Stored items:
::::

//! Occupancy views derived from the event list and the time grid.
//!
//! - [`RowSpanMap`]: per actor column, how many grid rows each cell covers.
//! - [`AlibiMap`]: per time slot, the events overlapping it.
//!
//! Both are pure and rebuilt from scratch; an event whose times cannot be
//! placed on the grid is left out of the view instead of failing it.

use crate::entities::Character;
use crate::event::TimelineEvent;
use crate::ids::{CharacterId, EventId, PlaceId};
use crate::time_grid::TimeGrid;
use crate::value_objects::TimePoint;

// ============================================================================
// Row-span merge map
// ============================================================================

/// One grid cell of an actor column.
///
/// `span == 1` with no event is a plain cell, `span > 1` starts a merged
/// block, and `span == 0` is absorbed into the block above and must not be
/// rendered.
#[derive(Debug, Clone, Copy, PartialEq, Eq)]
pub struct SpanCell {
    pub span: u32,
    pub event_id: Option<EventId>,
}

impl SpanCell {
    const EMPTY: SpanCell = SpanCell {
        span: 1,
        event_id: None,
    };

    pub fn is_absorbed(&self) -> bool {
        self.span == 0
    }

    pub fn is_free(&self) -> bool {
        *self == Self::EMPTY
    }
}

#[derive(Debug, Clone, PartialEq, Eq)]
pub struct ActorColumn {
    pub character_id: CharacterId,
    pub cells: Vec<SpanCell>,
}

impl ActorColumn {
    /// Sum of all spans; equals the grid row count.
    pub fn total_span(&self) -> u32 {
        self.cells.iter().map(|c| c.span).sum()
    }
}

#[derive(Debug, Clone, PartialEq, Eq)]
pub struct RowSpanMap {
    rows: usize,
    columns: Vec<ActorColumn>,
}

impl RowSpanMap {
    /// Builds one column per actor, in the order given.
    ///
    /// Only events with both ends exactly on the grid are merged. Within a
    /// column the first event (in slice order) to claim a cell keeps it; a
    /// later event overlapping any claimed cell is not merged for that actor.
    pub fn build(actors: &[Character], events: &[TimelineEvent], grid: &TimeGrid) -> Self {
        let index = grid.row_index();
        let rows = index.len();

        let columns = actors
            .iter()
            .map(|actor| {
                let mut cells = vec![SpanCell::EMPTY; rows];
                for event in events.iter().filter(|e| e.involves(actor.id)) {
                    let Some(end) = event.end else { continue };
                    let (Some(&first), Some(&last)) = (index.get(&event.start), index.get(&end))
                    else {
                        continue;
                    };
                    if last < first || !cells[first..=last].iter().all(SpanCell::is_free) {
                        continue;
                    }
                    let span = u32::try_from(last - first + 1).unwrap_or(u32::MAX);
                    cells[first] = SpanCell {
                        span,
                        event_id: Some(event.id),
                    };
                    for cell in &mut cells[first + 1..=last] {
                        *cell = SpanCell {
                            span: 0,
                            event_id: Some(event.id),
                        };
                    }
                }
                ActorColumn {
                    character_id: actor.id,
                    cells,
                }
            })
            .collect();

        Self { rows, columns }
    }

    pub fn rows(&self) -> usize {
        self.rows
    }

    pub fn columns(&self) -> &[ActorColumn] {
        &self.columns
    }

    pub fn column(&self, character_id: CharacterId) -> Option<&ActorColumn> {
        self.columns.iter().find(|c| c.character_id == character_id)
    }

    pub fn cell(&self, character_id: CharacterId, row: usize) -> Option<SpanCell> {
        self.column(character_id)
            .and_then(|column| column.cells.get(row).copied())
    }
}

// ============================================================================
// Alibi map
// ============================================================================

/// The half-open slot `[start, end)` and the events intersecting it.
#[derive(Debug, Clone, PartialEq, Eq)]
pub struct AlibiSlot<'a> {
    pub start: TimePoint,
    pub end: TimePoint,
    pub events: Vec<&'a TimelineEvent>,
}

impl<'a> AlibiSlot<'a> {
    pub fn contains(&self, point: TimePoint) -> bool {
        self.start <= point && point < self.end
    }

    pub fn at_place(&self, place_id: PlaceId) -> Vec<&'a TimelineEvent> {
        self.events
            .iter()
            .copied()
            .filter(|e| e.is_at(place_id))
            .collect()
    }

    /// Everyone taking part in an event during this slot, each listed once.
    pub fn characters(&self) -> Vec<&'a Character> {
        let mut seen = Vec::new();
        let mut characters = Vec::new();
        for character in self.events.iter().flat_map(|e| e.characters.iter()) {
            if !seen.contains(&character.id) {
                seen.push(character.id);
                characters.push(character);
            }
        }
        characters
    }

    pub fn whereabouts(&self, character_id: CharacterId) -> Vec<&'a TimelineEvent> {
        self.events
            .iter()
            .copied()
            .filter(|e| e.involves(character_id))
            .collect()
    }
}

/// Slot-by-slot view of who and what was active, borrowing from the event list.
#[derive(Debug, Clone, PartialEq, Eq)]
pub struct AlibiMap<'a> {
    slots: Vec<AlibiSlot<'a>>,
}

impl<'a> AlibiMap<'a> {
    /// Events without an end time are not represented.
    pub fn build(events: &'a [TimelineEvent], grid: &TimeGrid) -> Self {
        let width = grid.slot_duration();
        let slots = grid
            .iter()
            .map(|start| {
                let end = start.plus(width);
                AlibiSlot {
                    start,
                    end,
                    events: events.iter().filter(|e| e.overlaps(start, end)).collect(),
                }
            })
            .collect();
        Self { slots }
    }

    pub fn slots(&self) -> &[AlibiSlot<'a>] {
        &self.slots
    }

    /// The slot covering `point`.
    pub fn at(&self, point: TimePoint) -> Option<&AlibiSlot<'a>> {
        self.slots.iter().find(|slot| slot.contains(point))
    }

    pub fn at_place(&self, point: TimePoint, place_id: PlaceId) -> Vec<&'a TimelineEvent> {
        self.at(point)
            .map(|slot| slot.at_place(place_id))
            .unwrap_or_default()
    }
}

#[cfg(test)]
mod tests {
    use super::*;
    use crate::config::Schedule;
    use crate::entities::Place;
    use crate::time_grid::generate;
    use crate::value_objects::{CharacterName, Color, PlaceName};

    fn at(hm: &str) -> TimePoint {
        TimePoint::at(0, hm.parse().unwrap())
    }

    fn grid(start: &str, end: &str, interval: &str) -> TimeGrid {
        generate(&Schedule::single_day(
            interval.parse().unwrap(),
            start.parse().unwrap(),
            end.parse().unwrap(),
        ))
    }

    fn person(name: &str) -> Character {
        Character::new(CharacterName::new(name).unwrap())
    }

    fn event(start: &str, end: Option<&str>, who: &[&Character]) -> TimelineEvent {
        TimelineEvent {
            id: EventId::new(),
            start: at(start),
            end: end.map(at),
            color: Color::event_default(),
            detail: String::new(),
            place: None,
            characters: who.iter().map(|c| (*c).clone()).collect(),
            witness: None,
        }
    }

    #[test]
    fn aligned_event_merges_rows() {
        let alice = person("Alice");
        let grid = grid("10:00", "12:00", "00:30");
        let e = event("10:30", Some("11:30"), &[&alice]);

        let map = RowSpanMap::build(&[alice.clone()], &[e.clone()], &grid);
        let spans: Vec<u32> = map.column(alice.id).unwrap().cells.iter().map(|c| c.span).collect();

        assert_eq!(spans, vec![1, 3, 0, 0, 1]);
        assert_eq!(map.cell(alice.id, 1).unwrap().event_id, Some(e.id));
        assert!(map.cell(alice.id, 2).unwrap().is_absorbed());
    }

    #[test]
    fn misaligned_or_open_events_are_ignored() {
        let alice = person("Alice");
        let grid = grid("10:00", "12:00", "00:30");
        let events = [
            event("10:10", Some("11:00"), &[&alice]),
            event("10:00", None, &[&alice]),
            event("11:00", Some("13:00"), &[&alice]),
        ];

        let map = RowSpanMap::build(&[alice.clone()], &events, &grid);
        assert!(map.column(alice.id).unwrap().cells.iter().all(SpanCell::is_free));
    }

    #[test]
    fn only_involved_actors_are_merged() {
        let alice = person("Alice");
        let bob = person("Bob");
        let grid = grid("10:00", "11:00", "00:30");
        let e = event("10:00", Some("11:00"), &[&bob]);

        let map = RowSpanMap::build(&[alice.clone(), bob.clone()], &[e], &grid);
        assert_eq!(map.cell(alice.id, 0).unwrap().span, 1);
        assert_eq!(map.cell(bob.id, 0).unwrap().span, 3);
    }

    #[test]
    fn first_claim_wins_within_a_column() {
        let alice = person("Alice");
        let grid = grid("10:00", "12:00", "00:30");
        let first = event("10:00", Some("11:00"), &[&alice]);
        let second = event("10:30", Some("12:00"), &[&alice]);

        let map = RowSpanMap::build(&[alice.clone()], &[first.clone(), second], &grid);
        let column = map.column(alice.id).unwrap();
        assert_eq!(column.cells[0].event_id, Some(first.id));
        assert_eq!(column.cells[3], SpanCell::EMPTY);
    }

    #[test]
    fn spans_total_the_row_count() {
        let alice = person("Alice");
        let bob = person("Bob");
        let grid = grid("09:00", "18:00", "00:15");
        let events = [
            event("09:00", Some("10:00"), &[&alice, &bob]),
            event("09:30", Some("11:00"), &[&alice]),
            event("12:00", Some("12:00"), &[&bob]),
            event("13:15", Some("18:00"), &[&alice]),
            event("17:00", Some("16:00"), &[&bob]),
        ];

        let map = RowSpanMap::build(&[alice, bob], &events, &grid);
        for column in map.columns() {
            assert_eq!(column.total_span() as usize, map.rows());
        }
    }

    #[test]
    fn touching_intervals_are_not_alibis() {
        let grid = grid("10:00", "12:00", "01:00");
        let touching = event("10:00", Some("11:00"), &[]);
        let crossing = event("10:30", Some("11:30"), &[]);
        let events = [touching.clone(), crossing.clone()];

        let map = AlibiMap::build(&events, &grid);
        let slot = map.at(at("11:00")).unwrap();

        assert_eq!(slot.start, at("11:00"));
        assert_eq!(slot.end, at("12:00"));
        assert!(!slot.events.contains(&&touching));
        assert!(slot.events.contains(&&crossing));
    }

    #[test]
    fn open_ended_events_are_not_alibis() {
        let grid = grid("10:00", "12:00", "01:00");
        let events = [event("10:00", None, &[])];
        let map = AlibiMap::build(&events, &grid);
        assert!(map.slots().iter().all(|s| s.events.is_empty()));
    }

    #[test]
    fn who_was_where() {
        let alice = person("Alice");
        let bob = person("Bob");
        let study = Place::new(PlaceName::new("Study").unwrap());
        let grid = grid("20:00", "23:00", "00:30");

        let mut murder = event("21:00", Some("21:30"), &[&alice, &bob]);
        murder.place = Some(study.clone());
        let dinner = event("20:00", Some("22:00"), &[&bob]);
        let events = [murder.clone(), dinner];

        let map = AlibiMap::build(&events, &grid);

        let in_study = map.at_place(at("21:10"), study.id);
        assert_eq!(in_study.len(), 1);
        assert_eq!(in_study[0].id, murder.id);

        let slot = map.at(at("21:00")).unwrap();
        let names: Vec<&str> = slot.characters().iter().map(|c| c.name.as_str()).collect();
        assert_eq!(names, vec!["Alice", "Bob"]);
        assert_eq!(slot.whereabouts(bob.id).len(), 2);

        assert!(map.at(at("23:45")).is_none());
        assert!(map.at_place(at("08:00"), study.id).is_empty());
    }
}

::::

§ What needs to be done
Filter the entries down to the lines with the word "order" in them.

§ Answer space
    /// Builds one column per actor, in the order given.
    /// column the first event (in slice order) to claim a cell keeps it; a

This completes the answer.